Mes études furent lamentables, mais joyeuses. Je ne m’en tirais qu’en gymnastique et en français, où la « forme » l’emportait toujours sur le « fond », comme me le reprochait la prof de service. Mais cela m’a toujours aidée pour la traduction. Laissant le « fond » aux autres, je ne m’occupe que de la « forme ». Et je choisis le mot avec soin, oubliant mes débuts ironiques dans les versions latines. Pas tout à fait, quelquefois je ris toute seule en pensant à l’énormité de ce que je pourrais mettre. Car les scénaristes sont souvent approximatifs et je dois les interpréter.

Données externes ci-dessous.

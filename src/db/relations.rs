//! Plan relation rows
//!
//! `plan_inputs` and `plan_outputs` hold the plan's source and work. Each is
//! maintained as "replace the single current value": delete every row for the
//! plan, then insert one. The replace functions take a [`Transaction`] so they
//! can only run inside the write that also stores the plan body.

use rusqlite::{params, Connection, Transaction};
use tracing::debug;
use uuid::Uuid;

use super::{id_text, parse_id};
use crate::error::CatalogError;

/// Which side of a plan a relation table records
#[derive(Debug, Clone, Copy, PartialEq, Eq)]
pub enum PlanRelation {
    /// Plan → Source
    Input,
    /// Plan → Work
    Output,
}

impl PlanRelation {
    pub fn table(&self) -> &'static str {
        match self {
            PlanRelation::Input => "plan_inputs",
            PlanRelation::Output => "plan_outputs",
        }
    }

    /// Column holding the referenced entity id
    pub fn ref_column(&self) -> &'static str {
        match self {
            PlanRelation::Input => "source_id",
            PlanRelation::Output => "work_id",
        }
    }
}

/// Replace all relation rows for `plan_id` with a single `(plan_id, ref_id)` row
pub fn replace_relation(
    tx: &Transaction<'_>,
    relation: PlanRelation,
    plan_id: Uuid,
    ref_id: Uuid,
) -> Result<(), CatalogError> {
    let plan_key = id_text(plan_id);

    let removed = tx
        .prepare_cached(&format!("DELETE FROM {} WHERE plan_id = ?1", relation.table()))?
        .execute(params![plan_key])?;

    tx.prepare_cached(&format!(
        "INSERT INTO {} (plan_id, {}) VALUES (?1, ?2)",
        relation.table(),
        relation.ref_column()
    ))?
    .execute(params![plan_key, id_text(ref_id)])?;

    debug!(
        table = relation.table(),
        plan_id = %plan_id,
        ref_id = %ref_id,
        removed,
        "Replaced plan relation"
    );
    Ok(())
}

/// Point the plan at a new input source
pub fn replace_plan_input(tx: &Transaction<'_>, plan_id: Uuid, source_id: Uuid) -> Result<(), CatalogError> {
    replace_relation(tx, PlanRelation::Input, plan_id, source_id)
}

/// Point the plan at a new output work
pub fn replace_plan_output(tx: &Transaction<'_>, plan_id: Uuid, work_id: Uuid) -> Result<(), CatalogError> {
    replace_relation(tx, PlanRelation::Output, plan_id, work_id)
}

/// Current relation rows for a plan, in insertion order
pub fn relation_ids(
    conn: &Connection,
    relation: PlanRelation,
    plan_id: Uuid,
) -> Result<Vec<Uuid>, CatalogError> {
    let mut stmt = conn.prepare_cached(&format!(
        "SELECT {} FROM {} WHERE plan_id = ?1 ORDER BY rowid",
        relation.ref_column(),
        relation.table()
    ))?;

    let ids = stmt
        .query_map(params![id_text(plan_id)], |row| {
            let text: String = row.get(0)?;
            parse_id(0, &text)
        })?
        .collect::<Result<Vec<_>, _>>()?;

    Ok(ids)
}

pub fn plan_input_ids(conn: &Connection, plan_id: Uuid) -> Result<Vec<Uuid>, CatalogError> {
    relation_ids(conn, PlanRelation::Input, plan_id)
}

pub fn plan_output_ids(conn: &Connection, plan_id: Uuid) -> Result<Vec<Uuid>, CatalogError> {
    relation_ids(conn, PlanRelation::Output, plan_id)
}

Heureusement pour moi, si mon grand-père aimait « Rosa, rosae, rosam », ma grand-mère aimait le cinéma. Il n’y avait qu’une salle à Marmande en 1935, le Comoedia. Et c’est bien à partir de mes six ou sept ans que nous filions toutes les deux, une fois par semaine, dans la nuit marmandaise, à travers des petites rues désertes (ma grand-mère tenait à la discrétion, ne voulant pas s’entendre reprocher qu’elle emmenait au Comoedia une enfant qui aurait dû dormir). Bien sûr, il fallait entrer vite, se tapir dans un coin, mais ensuite, le bonheur, les grandes révélations : La Reine Christine1 a décidé de ma vie. Le Chien des Baskerville2 m’a terrifiée pendant des années. Le Juif Süss3 (eh oui !) m’a laissée perplexe, et peu convaincue. Ma grand-mère et moi, on avalait tout. Ha ! Le Baron de Münchhausen4 ! Nous repartions tout aussi discrètement, comme des conspiratrices, galopant tout au long de la rue Puygueraud (au retour, on pouvait la prendre, il n’y avait plus personne) et je m’endormais épuisée, mais comblée. Plus tard, ma petite sœur Francesca me cassait les pieds, parce qu’elle ne voulait pas que j’aille au cinéma, elle avait peur de rester seule. J’étais obligée de la mettre au lit comme d’habitude, d’attendre qu’elle s’endorme, de ramper dans le noir jusque dans le couloir avant de rejoindre en bas ma grand-mère qui me donnait mes vêtements. Quelquefois, Fanfan se doutait de l’escapade et faisait exprès de chasser le sommeil le plus longtemps possible, risquant de nous faire arriver en retard.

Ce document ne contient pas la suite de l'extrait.